English English language Etymology Expression Language Usage Word origin Writing

On jurors and panels

Q: I was in England as part of my sabbatical research and visited an old town hall with a courtroom dating from Elizabethan times. A guide explained that the wooden panels surrounding the jury box were removable and that’s where the idea of empaneling a jury came from. It sounds bogus to me. What do you think?

A: The verb “empanel” comes from the use of the noun “panel” in Middle English for a piece of parchment on which the names of jurors were written.

(The usual spelling of the verb has been “impanel” in American English and “empanel” in British English, but a search with Google’s Ngram viewer indicates that “empanel” is now equally popular in the US.)

In fact, the verb—in both spellings—showed up in Middle English before the noun was used for the typically wainscotted wooden panels of a jury box.

The Oxford English Dictionary says the verb is made up of the prefix “em-”  (“to put (something) into or upon”) and a “now rare” sense of the noun “panel” (“the slip or roll of parchment on which the names of jurors are listed”).

English adopted the verb in the early 15th century from the Anglo-Norman empaneler, which dates back to the late 14th century with the same sense.

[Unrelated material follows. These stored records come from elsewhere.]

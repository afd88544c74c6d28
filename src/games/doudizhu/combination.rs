//! Classifying a set of cards into a playable combination.
//!
//! ## Precedence
//!
//! A card set that fits more than one shape takes the first match:
//! Rocket, uniform groups (Single, Pair, Triple, Bomb), Straight,
//! DoubleStraight, Plane, TripleWithSingle, TripleWithPair,
//! FourWithTwoSingles, FourWithTwoPairs, PlaneWithSingles, PlaneWithPairs.
//!
//! ## Rank and length
//!
//! `rank` is the [`Rank::value`] of the defining group; for runs it is the
//! highest rank in the run. `length` is the number of groups in the run
//! (5 for a five-card straight, 2 for a two-triple plane) and 1 otherwise.

use std::fmt;

use serde::{Deserialize, Serialize};

use super::card::{Card, Rank};

const RANK_SLOTS: usize = 15;

/// Shape of a play.
#[derive(Clone, Copy, Debug, PartialEq, Eq, Hash, Serialize, Deserialize)]
pub enum CombinationKind {
    Single,
    Pair,
    Triple,
    TripleWithSingle,
    TripleWithPair,
    Bomb,
    Rocket,
    Straight,
    DoubleStraight,
    Plane,
    PlaneWithSingles,
    PlaneWithPairs,
    FourWithTwoSingles,
    FourWithTwoPairs,
}

impl CombinationKind {
    /// True for Bomb and Rocket, the kinds that may interrupt any lead.
    #[must_use]
    pub const fn is_bomb_like(self) -> bool {
        matches!(self, CombinationKind::Bomb | CombinationKind::Rocket)
    }
}

/// A classified play.
#[derive(Clone, Copy, Debug, PartialEq, Eq, Hash, Serialize, Deserialize)]
pub struct Combination {
    pub kind: CombinationKind,
    pub rank: u8,
    pub length: u8,
}

impl Combination {
    #[must_use]
    pub const fn new(kind: CombinationKind, rank: u8, length: u8) -> Self {
        Self { kind, rank, length }
    }

    const fn single_group(kind: CombinationKind, rank: u8) -> Self {
        Self::new(kind, rank, 1)
    }
}

impl fmt::Display for Combination {
    fn fmt(&self, f: &mut fmt::Formatter<'_>) -> fmt::Result {
        let rank = Rank::from_value(self.rank).map_or_else(|| "?".to_string(), |r| r.to_string());
        if self.length > 1 {
            write!(f, "{:?}x{} to {}", self.kind, self.length, rank)
        } else {
            write!(f, "{:?} of {}", self.kind, rank)
        }
    }
}

/// Card counts per rank value.
#[derive(Clone, Copy, Debug, Default)]
pub(crate) struct RankCounts([u8; RANK_SLOTS]);

impl RankCounts {
    pub(crate) fn of(cards: &[Card]) -> Self {
        let mut counts = [0u8; RANK_SLOTS];
        for card in cards {
            counts[card.rank.value() as usize] += 1;
        }
        Self(counts)
    }

    pub(crate) fn get(&self, value: u8) -> u8 {
        self.0[value as usize]
    }

    /// (rank value, count) for every rank present, ascending.
    fn present(&self) -> impl Iterator<Item = (u8, u8)> + '_ {
        self.0
            .iter()
            .enumerate()
            .filter(|(_, &n)| n > 0)
            .map(|(v, &n)| (v as u8, n))
    }

    /// If every present rank has exactly `size` cards and they form one
    /// unbroken run no higher than Ace, return `(highest, run_length)`.
    fn uniform_run(&self, size: u8) -> Option<(u8, u8)> {
        let ranks: Vec<(u8, u8)> = self.present().collect();
        let (low, _) = *ranks.first()?;
        let (high, _) = *ranks.last()?;
        let contiguous = (high - low) as usize + 1 == ranks.len();
        (contiguous && high <= Rank::MAX_RUN_VALUE && ranks.iter().all(|&(_, n)| n == size))
            .then_some((high, ranks.len() as u8))
    }

    /// Highest run of `length` consecutive ranks (no higher than Ace) that
    /// each hold at least `min` cards; returns the top rank value.
    fn best_run(&self, length: u8, min: u8) -> Option<u8> {
        if length == 0 || length > Rank::MAX_RUN_VALUE + 1 {
            return None;
        }
        (length - 1..=Rank::MAX_RUN_VALUE)
            .rev()
            .find(|&top| (top + 1 - length..=top).all(|v| self.get(v) >= min))
    }
}

/// Classify `cards` into a combination, or `None` if they form no legal
/// shape.
///
/// ```
/// use arcade_rules::games::doudizhu::{classify, parse_cards, CombinationKind};
///
/// let triple = classify(&parse_cards("3S 3H 3C").unwrap()).unwrap();
/// assert_eq!(triple.kind, CombinationKind::Triple);
/// assert_eq!(triple.rank, 0);
/// ```
#[must_use]
pub fn classify(cards: &[Card]) -> Option<Combination> {
    use CombinationKind::*;

    let n = cards.len();
    if n == 0 {
        return None;
    }
    let counts = RankCounts::of(cards);

    if n == 2 && counts.get(Rank::BlackJoker.value()) == 1 && counts.get(Rank::RedJoker.value()) == 1 {
        return Some(Combination::single_group(Rocket, Rank::RedJoker.value()));
    }

    let groups: Vec<(u8, u8)> = counts.present().collect();

    if let [(rank, count)] = groups[..] {
        let kind = match count {
            1 => Single,
            2 => Pair,
            3 => Triple,
            4 => Bomb,
            _ => return None,
        };
        return Some(Combination::single_group(kind, rank));
    }

    if (5..=12).contains(&n) {
        if let Some((high, len)) = counts.uniform_run(1) {
            return Some(Combination::new(Straight, high, len));
        }
    }
    if n >= 6 && n % 2 == 0 {
        if let Some((high, len)) = counts.uniform_run(2) {
            return Some(Combination::new(DoubleStraight, high, len));
        }
    }
    if n >= 6 && n % 3 == 0 {
        if let Some((high, len)) = counts.uniform_run(3) {
            return Some(Combination::new(Plane, high, len));
        }
    }

    let mut sizes: Vec<u8> = groups.iter().map(|&(_, c)| c).collect();
    sizes.sort_unstable();
    let rank_with = |count: u8| groups.iter().find(|&&(_, c)| c == count).map(|&(r, _)| r);

    match (n, sizes.as_slice()) {
        (4, [1, 3]) => return rank_with(3).map(|r| Combination::single_group(TripleWithSingle, r)),
        (5, [2, 3]) => return rank_with(3).map(|r| Combination::single_group(TripleWithPair, r)),
        (6, _) if rank_with(4).is_some() => {
            return rank_with(4).map(|r| Combination::single_group(FourWithTwoSingles, r));
        }
        (8, [2, 2, 4]) => return rank_with(4).map(|r| Combination::single_group(FourWithTwoPairs, r)),
        _ => {}
    }

    if n >= 8 && n % 4 == 0 {
        let k = (n / 4) as u8;
        if let Some(top) = counts.best_run(k, 3) {
            return Some(Combination::new(PlaneWithSingles, top, k));
        }
    }

    if n >= 10 && n % 5 == 0 {
        let k = (n / 5) as u8;
        if let Some(top) = counts.best_run(k, 3) {
            let run = top + 1 - k..=top;
            let triples_exact = run.clone().all(|v| counts.get(v) == 3);
            let kickers: Vec<u8> = groups
                .iter()
                .filter(|(r, _)| !run.contains(r))
                .map(|&(_, c)| c)
                .collect();
            if triples_exact && kickers.len() == k as usize && kickers.iter().all(|&c| c == 2) {
                return Some(Combination::new(PlaneWithPairs, top, k));
            }
        }
    }

    None
}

The post-classical Latin impanellare also had that meaning.

The verb was spelled “enpanel” when it first appeared in Middle English. The earliest OED citation is from a February 1426 entry in the Rolls of Parliament, the official records of the English Parliament:

“All such persones as buth enpanelled to passe in enquestes in þe kyngus court” (“All such persons as be empaneled to serve in inquests in the king’s court”).

The dictionary’s first example with the “impanel” spelling is from a November 1439 entry in the Rolls of Parliament:

“Tho men the which hath estat to thaire oeps … be retourned and impanelled” (“Those men which have property to their use … be returned and impaneled”).

And the first Oxford citation for the “empanel” spelling is from a 1467 list of ordinances governing guilds in the City of Worcester:

“The seid seriaunts [servants] empanelle no man to be in gret inquest” (English Gilds: The Original Ordinances of More Than One Hundred Early English Gilds, 1892, by Joshua Toulmin Smith and Lucy Toulmin Smith).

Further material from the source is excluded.